Tempest reminds me a lot of Blood On The Tracks (1975) because it, too, is filled with heartache and vitriol. While this record isn’t covered in blood metaphorically speaking, Tempest offers songs that are a shot between the eyes, particularly on “Long Wasted Years” and “Pay In Blood,” a double A-side of love gone wrong and the long tail of bitterness that can follow a soured relationship. Of course, for Dylan as narrator it’s all-accusatory, but also free of any ambiguity which perhaps why I like him in the first place. He doesn’t hold anything back on the first five of ten tracks.
By the time we hear “Scarlet Town”, where the “sky is clear,” Dylan sings of regret, loneliness and isolation. It’s a place for the losers in a world where “love is a sin and beauty is a crime” a musical lament for the less fortunate. Clearly, he does have something to say on Tempest, which brings us to the second half of the album.
Tempest offers a blues-oriented track, “Early Roman Kings” featuring David Hildago (Los Lobos) on accordion. He provides a Muddy Waters “Mannish Boy” lick that repeats with few changes and actually complements Dylan’s raw voice. “I can strip you of life/Strip you of breath/Ship you down to the house of death … Bring down my fiddle/Tune up my strings/I’m gonna break it wide open like the early Roman Kings.” The song is stripped of sentimentality; with an added political inference that continues to keep Dylan’s music fresh.
“Tempest” is a 14-minute country-flavoured, sea shanty in 3/4 time.
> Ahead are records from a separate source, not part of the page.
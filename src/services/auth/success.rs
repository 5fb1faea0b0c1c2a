/*
 * Responsibility
 * - Post-success callback run once a request is authenticated
 * - Default: do nothing, return control to the caller
 *
 * Notes
 * - Errors propagate out of the guard. Side effects already committed by
 *   `authenticated` listeners are not rolled back.
 */
use async_trait::async_trait;
use thiserror::Error;

use crate::services::auth::request::InboundRequest;
use crate::services::auth::token::AuthenticatedToken;

#[derive(Debug, Error)]
#[error("post-authentication callback failed: {message}")]
pub struct SuccessHandlerError {
    message: String,
    #[source]
    source: Option<Box<dyn std::error::Error + Send + Sync>>,
}

impl SuccessHandlerError {
    pub fn new(message: impl Into<String>) -> Self {
        Self {
            message: message.into(),
            source: None,
        }
    }

    pub fn with_source(
        message: impl Into<String>,
        source: impl Into<Box<dyn std::error::Error + Send + Sync>>,
    ) -> Self {
        Self {
            message: message.into(),
            source: Some(source.into()),
        }
    }

    pub fn message(&self) -> &str {
        &self.message
    }
}

#[async_trait]
pub trait SuccessHandler: Send + Sync {
    async fn on_success(
        &self,
        request: &dyn InboundRequest,
        token: &AuthenticatedToken,
    ) -> Result<(), SuccessHandlerError>;
}

#[derive(Debug, Default, Clone, Copy)]
pub struct NoopSuccessHandler;

#[async_trait]
impl SuccessHandler for NoopSuccessHandler {
    async fn on_success(
        &self,
        _request: &dyn InboundRequest,
        _token: &AuthenticatedToken,
    ) -> Result<(), SuccessHandlerError> {
        Ok(())
    }
}
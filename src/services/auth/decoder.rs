/*
 * Responsibility
 * - The "verify + decode" capability the guard consumes (signature, exp, nbf, ...)
 * - Typed decode failures with a short, client-safe reason label
 *
 * Notes
 * - The concrete JWT implementation lives in `jwt.rs`; the guard only sees this trait
 */
use async_trait::async_trait;
use thiserror::Error;

use crate::services::auth::claims::ClaimsPayload;

/// Why a raw credential could not be turned into verified claims.
///
/// `Display` is for logs. Responses use [`DecodeError::reason`], which never
/// carries library or token text.
#[derive(Debug, Clone, PartialEq, Eq, Error)]
pub enum DecodeError {
    #[error("malformed token: {0}")]
    Malformed(String),
    #[error("invalid signature")]
    InvalidSignature,
    #[error("token expired")]
    Expired,
    #[error("token not yet valid")]
    NotYetValid,
    #[error("unsupported algorithm")]
    UnsupportedAlgorithm,
    #[error("invalid claims: {0}")]
    InvalidClaims(String),
    #[error("decoder returned no claims")]
    EmptyPayload,
    #[error("decode failed: {0}")]
    Other(String),
}

impl DecodeError {
    pub fn reason(&self) -> &'static str {
        match self {
            Self::Malformed(_) => "malformed",
            Self::InvalidSignature => "invalid signature",
            Self::Expired => "expired",
            Self::NotYetValid => "not yet valid",
            Self::UnsupportedAlgorithm => "unsupported algorithm",
            Self::InvalidClaims(_) => "invalid claims",
            Self::EmptyPayload => "empty payload",
            Self::Other(_) => "unverifiable",
        }
    }
}

/// Verifies a raw credential and returns its claims.
///
/// Implementations must be idempotent and free of side effects. `Ok(None)`
/// ("nothing decoded, no error") is accepted from implementations but the
/// guard treats it exactly like a failure.
#[async_trait]
pub trait ClaimsDecoder: Send + Sync {
    async fn decode(&self, raw_credential: &str) -> Result<Option<ClaimsPayload>, DecodeError>;
}
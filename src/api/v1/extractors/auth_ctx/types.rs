/*
 * Responsibility
 * - Handler から見える「認証済みコンテキスト」の型
 * - middleware が guard を通して request extensions に格納し、handler はこの型だけを受け取る
 *
 * Notes
 * - token の抽出・検証・principal 解決は services::auth 側の責務
 */
use std::collections::BTreeSet;

use crate::services::auth::AuthenticatedToken;

/// 認証済みのリクエストに付与されるコンテキスト
#[derive(Debug, Clone)]
pub struct AuthCtx {
    token: AuthenticatedToken,
}

impl AuthCtx {
    pub fn new(token: AuthenticatedToken) -> Self {
        Self { token }
    }

    pub fn identity(&self) -> &str {
        self.token.identity()
    }

    pub fn roles(&self) -> &BTreeSet<String> {
        self.token.authorization_attributes()
    }

    pub fn token(&self) -> &AuthenticatedToken {
        &self.token
    }
}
It’s the story of RMS Titanic rendered as a traditional folk-song full of rhyming couplets naming some of those on board: crew and first-class passengers alike. As tragic as the story is, it waxes poetic in Dylan’s unadorned delivery, one of the best songs in his canon, albeit inspired by the recent glut of movies and TV dramas this past year. While talking of the survivors, he eloquently states, “They waited at the landing and they tried to understand/But there is no understanding of the judgement of God’s hand.”
The album closes with “Roll On John,” a ballad about John Lennon that is full of quotations from his music assembled by Dylan in a sweet and, surprisingly cliché-free lyric. But it’s still a little contrived because of the obvious lyrical references, which include quotes from William Blake. While sung in a heartfelt way, it’s the least successful song on the album.
Tempest is Bob Dylan’s 35th release issued 50 years after his debut, in February 1962. In the book Bob Dylan: The Illustrated Record (Harmony 1978), author Alan Rinzler says of that debut, “We see and hear what the album notes describe as ‘a major new figure in American folk music.’ That’s the act, that’s what Dylan chose to show us first time out…but most of all this album reveals what an actor Dylan has become. Each song on this record is a theatrical performance… he was an actor, taking the mantle, assuming the role, playing the part…he knew it and we knew it.” No less can be said about the mature artist on this album.
Still, the blogsphere is drawing comparisons to William Shakespeare’s last play, The Tempest, a richly filled play, with hints of everything he wrote before it. Some critics have also suggested that Dylan’s Tempest could be his last album. For me, as musically rich and lyrically strong as this CD is, the suggestion of retirement would be premature. As Dylan himself has said, “I’m a firm believer in the longer you live, the better you get.” You get no argument from me.